━━ SUPPLIED MATERIAL

//! Validated newtype wrappers for configuration values.
//!
//! These wrappers validate their contents on construction. Invalid values are
//! rejected with clear error messages.

use crate::error::ConfigError;
use std::fmt;

/// A validated Fastly API token.
///
/// The token is sent in the `Fastly-Key` header of every request. Its value
/// is masked in debug output to prevent accidental exposure in logs.
///
/// # Example
///
/// ```rust
/// use fastly_api::ApiToken;
///
/// let token = ApiToken::new("my-token").unwrap();
/// assert_eq!(token.as_ref(), "my-token");
/// assert_eq!(format!("{:?}", token), "ApiToken(*****)");
/// ```
#[derive(Clone, PartialEq, Eq)]
pub struct ApiToken(String);

impl ApiToken {
    /// Creates a new validated API token.
    ///
    /// # Errors
    ///
    /// Returns [`ConfigError::EmptyApiToken`] if the token is empty or blank.
    pub fn new(token: impl Into<String>) -> Result<Self, ConfigError> {
        let token = token.into();
        if token.trim().is_empty() {
            return Err(ConfigError::EmptyApiToken);
        }
        Ok(Self(token))
    }
}

impl AsRef<str> for ApiToken {
    fn as_ref(&self) -> &str {
        &self.0
    }
}

impl fmt::Debug for ApiToken {
    fn fmt(&self, f: &mut fmt::Formatter<'_>) -> fmt::Result {
        f.write_str("ApiToken(*****)")
    }
}

/// A validated API endpoint.
///
/// The endpoint must be an absolute `http` or `https` URL with a host. A
/// trailing slash is stripped so that request paths (which always begin with
/// `/`) can be appended directly.
///
/// # Example
///
/// ```rust
/// use fastly_api::Endpoint;
///
/// let endpoint = Endpoint::new("https://api.fastly.com/").unwrap();
/// assert_eq!(endpoint.as_ref(), "https://api.fastly.com");
/// assert_eq!(endpoint.host_name(), "api.fastly.com");
/// ```
#[derive(Clone, Debug, PartialEq, Eq)]
pub struct Endpoint {
    url: String,
    host_start: usize,
    host_end: usize,
}

impl Endpoint {
    /// The production API endpoint.
    pub const DEFAULT: &'static str = "https://api.fastly.com";

    /// Creates a new validated endpoint.
    ///
    /// # Errors
    ///
    /// Returns [`ConfigError::InvalidEndpoint`] if the URL has no `http`/`https`
    /// scheme or no host.
    pub fn new(url: impl Into<String>) -> Result<Self, ConfigError> {
        let url = url.into();
        let url = url.trim().trim_end_matches('/').to_string();

        let scheme_end = url
            .find("://")
            .ok_or_else(|| ConfigError::InvalidEndpoint { url: url.clone() })?;

        let scheme = &url[..scheme_end];
        if !scheme.eq_ignore_ascii_case("http") && !scheme.eq_ignore_ascii_case("https") {
            return Err(ConfigError::InvalidEndpoint { url: url.clone() });
        }

        let host_start = scheme_end + 3;
        let remainder = &url[host_start..];
        let host_end = remainder
            .find([':', '/', '?', '#'])
            .map_or(url.len(), |i| host_start + i);

        if host_start >= host_end {
            return Err(ConfigError::InvalidEndpoint { url: url.clone() });
        }

        Ok(Self {
            url,
            host_start,
            host_end,
        })
    }

    /// Returns the host name portion of the endpoint.
    #[must_use]
    pub fn host_name(&self) -> &str {
        &self.url[self.host_start..self.host_end]
    }
}

impl Default for Endpoint {
    fn default() -> Self {
        Self {
            url: Self::DEFAULT.to_string(),
            host_start: "https://".len(),
            host_end: Self::DEFAULT.len(),
        }
    }
}

impl AsRef<str> for Endpoint {
    fn as_ref(&self) -> &str {
        &self.url
    }
}

impl fmt::Display for Endpoint {
    fn fmt(&self, f: &mut fmt::Formatter<'_>) -> fmt::Result {
        f.write_str(&self.url)
    }
}

#[cfg(test)]
mod tests {
    use super::*;

    #[test]
    fn test_api_token_rejects_empty_string() {
        assert!(matches!(ApiToken::new(""), Err(ConfigError::EmptyApiToken)));
        assert!(matches!(ApiToken::new("   "), Err(ConfigError::EmptyApiToken)));
    }

    #[test]
    fn test_api_token_masks_value_in_debug() {
        let token = ApiToken::new("super-secret-token").unwrap();
        assert_eq!(format!("{token:?}"), "ApiToken(*****)");
    }

    #[test]
    fn test_endpoint_strips_trailing_slash() {
        let endpoint = Endpoint::new("https://api.fastly.com/").unwrap();
        assert_eq!(endpoint.as_ref(), "https://api.fastly.com");
    }

    #[test]
    fn test_endpoint_accepts_local_http_with_port() {
        let endpoint = Endpoint::new("http://127.0.0.1:8080").unwrap();
        assert_eq!(endpoint.host_name(), "127.0.0.1");
        assert_eq!(endpoint.as_ref(), "http://127.0.0.1:8080");
    }

    #[test]
    fn test_endpoint_rejects_missing_scheme() {
        assert!(matches!(
            Endpoint::new("api.fastly.com"),
            Err(ConfigError::InvalidEndpoint { .. })
        ));
    }

    #[test]
    fn test_endpoint_rejects_unsupported_scheme() {
        assert!(matches!(
            Endpoint::new("ftp://api.fastly.com"),
            Err(ConfigError::InvalidEndpoint { .. })
        ));
    }

    #[test]
    fn test_endpoint_rejects_empty_host() {
        assert!(matches!(
            Endpoint::new("https://"),
            Err(ConfigError::InvalidEndpoint { .. })
        ));
        assert!(matches!(
            Endpoint::new("https://:443"),
            Err(ConfigError::InvalidEndpoint { .. })
        ));
    }

    #[test]
    fn test_default_endpoint_matches_constant() {
        let endpoint = Endpoint::default();
        assert_eq!(endpoint, Endpoint::new(Endpoint::DEFAULT).unwrap());
        assert_eq!(endpoint.host_name(), "api.fastly.com");
    }
}
//! Log Explorer & Insights: stores request logs of a service for querying.

use super::EnabledProduct;

/// The Log Explorer & Insights product.
#[derive(Debug, Clone, Copy, Default, PartialEq, Eq)]
pub struct LogExplorerInsights;

impl EnabledProduct for LogExplorerInsights {
    const PRODUCT_ID: &'static str = "log_explorer_insights";
    type EnableInput = ();
}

━━━━

§ WORK TO BE COMPLETED: Copy the entries word for word. Leave nothing out.

§ REPLY:
//! Validated newtype wrappers for configuration values.
//!
//! These wrappers validate their contents on construction. Invalid values are
//! rejected with clear error messages.

use crate::error::ConfigError;
use std::fmt;

/// A validated Fastly API token.
///
/// The token is sent in the `Fastly-Key` header of every request. Its value
/// is masked in debug output to prevent accidental exposure in logs.
///
/// # Example
///
/// ```rust
/// use fastly_api::ApiToken;
///
/// let token = ApiToken::new("my-token").unwrap();
/// assert_eq!(token.as_ref(), "my-token");
/// assert_eq!(format!("{:?}", token), "ApiToken(*****)");
/// ```
#[derive(Clone, PartialEq, Eq)]
pub struct ApiToken(String);

impl ApiToken {
    /// Creates a new validated API token.
    ///
    /// # Errors
    ///
    /// Returns [`ConfigError::EmptyApiToken`] if the token is empty or blank.
    pub fn new(token: impl Into<String>) -> Result<Self, ConfigError> {
        let token = token.into();
        if token.trim().is_empty() {
            return Err(ConfigError::EmptyApiToken);
        }
        Ok(Self(token))
    }
}

impl AsRef<str> for ApiToken {
    fn as_ref(&self) -> &str {
        &self.0
    }
}

impl fmt::Debug for ApiToken {
    fn fmt(&self, f: &mut fmt::Formatter<'_>) -> fmt::Result {
        f.write_str("ApiToken(*****)")
    }
}

/// A validated API endpoint.
///
/// The endpoint must be an absolute `http` or `https` URL with a host. A
/// trailing slash is stripped so that request paths (which always begin with
/// `/`) can be appended directly.
///
/// # Example
///
/// ```rust
/// use fastly_api::Endpoint;
///
/// let endpoint = Endpoint::new("https://api.fastly.com/").unwrap();
/// assert_eq!(endpoint.as_ref(), "https://api.fastly.com");
/// assert_eq!(endpoint.host_name(), "api.fastly.com");
/// ```
#[derive(Clone, Debug, PartialEq, Eq)]
pub struct Endpoint {
    url: String,
    host_start: usize,
    host_end: usize,
}

impl Endpoint {
    /// The production API endpoint.
    pub const DEFAULT: &'static str = "https://api.fastly.com";

    /// Creates a new validated endpoint.
    ///
    /// # Errors
    ///
    /// Returns [`ConfigError::InvalidEndpoint`] if the URL has no `http`/`https`
    /// scheme or no host.
    pub fn new(url: impl Into<String>) -> Result<Self, ConfigError> {
        let url = url.into();
        let url = url.trim().trim_end_matches('/').to_string();

        let scheme_end = url
            .find("://")
            .ok_or_else(|| ConfigError::InvalidEndpoint { url: url.clone() })?;

        let scheme = &url[..scheme_end];
        if !scheme.eq_ignore_ascii_case("http") && !scheme.eq_ignore_ascii_case("https") {
            return Err(ConfigError::InvalidEndpoint { url: url.clone() });
        }

        let host_start = scheme_end + 3;
        let remainder = &url[host_start..];
        let host_end = remainder
            .find([':', '/', '?', '#'])
            .map_or(url.len(), |i| host_start + i);

        if host_start >= host_end {
            return Err(ConfigError::InvalidEndpoint { url: url.clone() });
        }

        Ok(Self {
            url,
            host_start,
            host_end,
        })
    }

    /// Returns the host name portion of the endpoint.
    #[must_use]
    pub fn host_name(&self) -> &str {
        &self.url[self.host_start..self.host_end]
    }
}

impl Default for Endpoint {
    fn default() -> Self {
        Self {
            url: Self::DEFAULT.to_string(),
            host_start: "https://".len(),
            host_end: Self::DEFAULT.len(),
        }
    }
}

impl AsRef<str> for Endpoint {
    fn as_ref(&self) -> &str {
        &self.url
    }
}

impl fmt::Display for Endpoint {
    fn fmt(&self, f: &mut fmt::Formatter<'_>) -> fmt::Result {
        f.write_str(&self.url)
    }
}

#[cfg(test)]
mod tests {
    use super::*;

    #[test]
    fn test_api_token_rejects_empty_string() {
        assert!(matches!(ApiToken::new(""), Err(ConfigError::EmptyApiToken)));
        assert!(matches!(ApiToken::new("   "), Err(ConfigError::EmptyApiToken)));
    }

    #[test]
    fn test_api_token_masks_value_in_debug() {
        let token = ApiToken::new("super-secret-token").unwrap();
        assert_eq!(format!("{token:?}"), "ApiToken(*****)");
    }

    #[test]
    fn test_endpoint_strips_trailing_slash() {
        let endpoint = Endpoint::new("https://api.fastly.com/").unwrap();
        assert_eq!(endpoint.as_ref(), "https://api.fastly.com");
    }

    #[test]
    fn test_endpoint_accepts_local_http_with_port() {
        let endpoint = Endpoint::new("http://127.0.0.1:8080").unwrap();
        assert_eq!(endpoint.host_name(), "127.0.0.1");
        assert_eq!(endpoint.as_ref(), "http://127.0.0.1:8080");
    }

    #[test]
    fn test_endpoint_rejects_missing_scheme() {
        assert!(matches!(
            Endpoint::new("api.fastly.com"),
            Err(ConfigError::InvalidEndpoint { .. })
        ));
    }

    #[test]
    fn test_endpoint_rejects_unsupported_scheme() {
        assert!(matches!(
            Endpoint::new("ftp://api.fastly.com"),
            Err(ConfigError::InvalidEndpoint { .. })
        ));
    }

    #[test]
    fn test_endpoint_rejects_empty_host() {
        assert!(matches!(
            Endpoint::new("https://"),
            Err(ConfigError::InvalidEndpoint { .. })
        ));
        assert!(matches!(
            Endpoint::new("https://:443"),
            Err(ConfigError::InvalidEndpoint { .. })
        ));
    }

    #[test]
    fn test_default_endpoint_matches_constant() {
        let endpoint = Endpoint::default();
        assert_eq!(endpoint, Endpoint::new(Endpoint::DEFAULT).unwrap());
        assert_eq!(endpoint.host_name(), "api.fastly.com");
    }
}
//! Log Explorer & Insights: stores request logs of a service for querying.

use super::EnabledProduct;

/// The Log Explorer & Insights product.
#[derive(Debug, Clone, Copy, Default, PartialEq, Eq)]
pub struct LogExplorerInsights;

impl EnabledProduct for LogExplorerInsights {
    const PRODUCT_ID: &'static str = "log_explorer_insights";
    type EnableInput = ();
}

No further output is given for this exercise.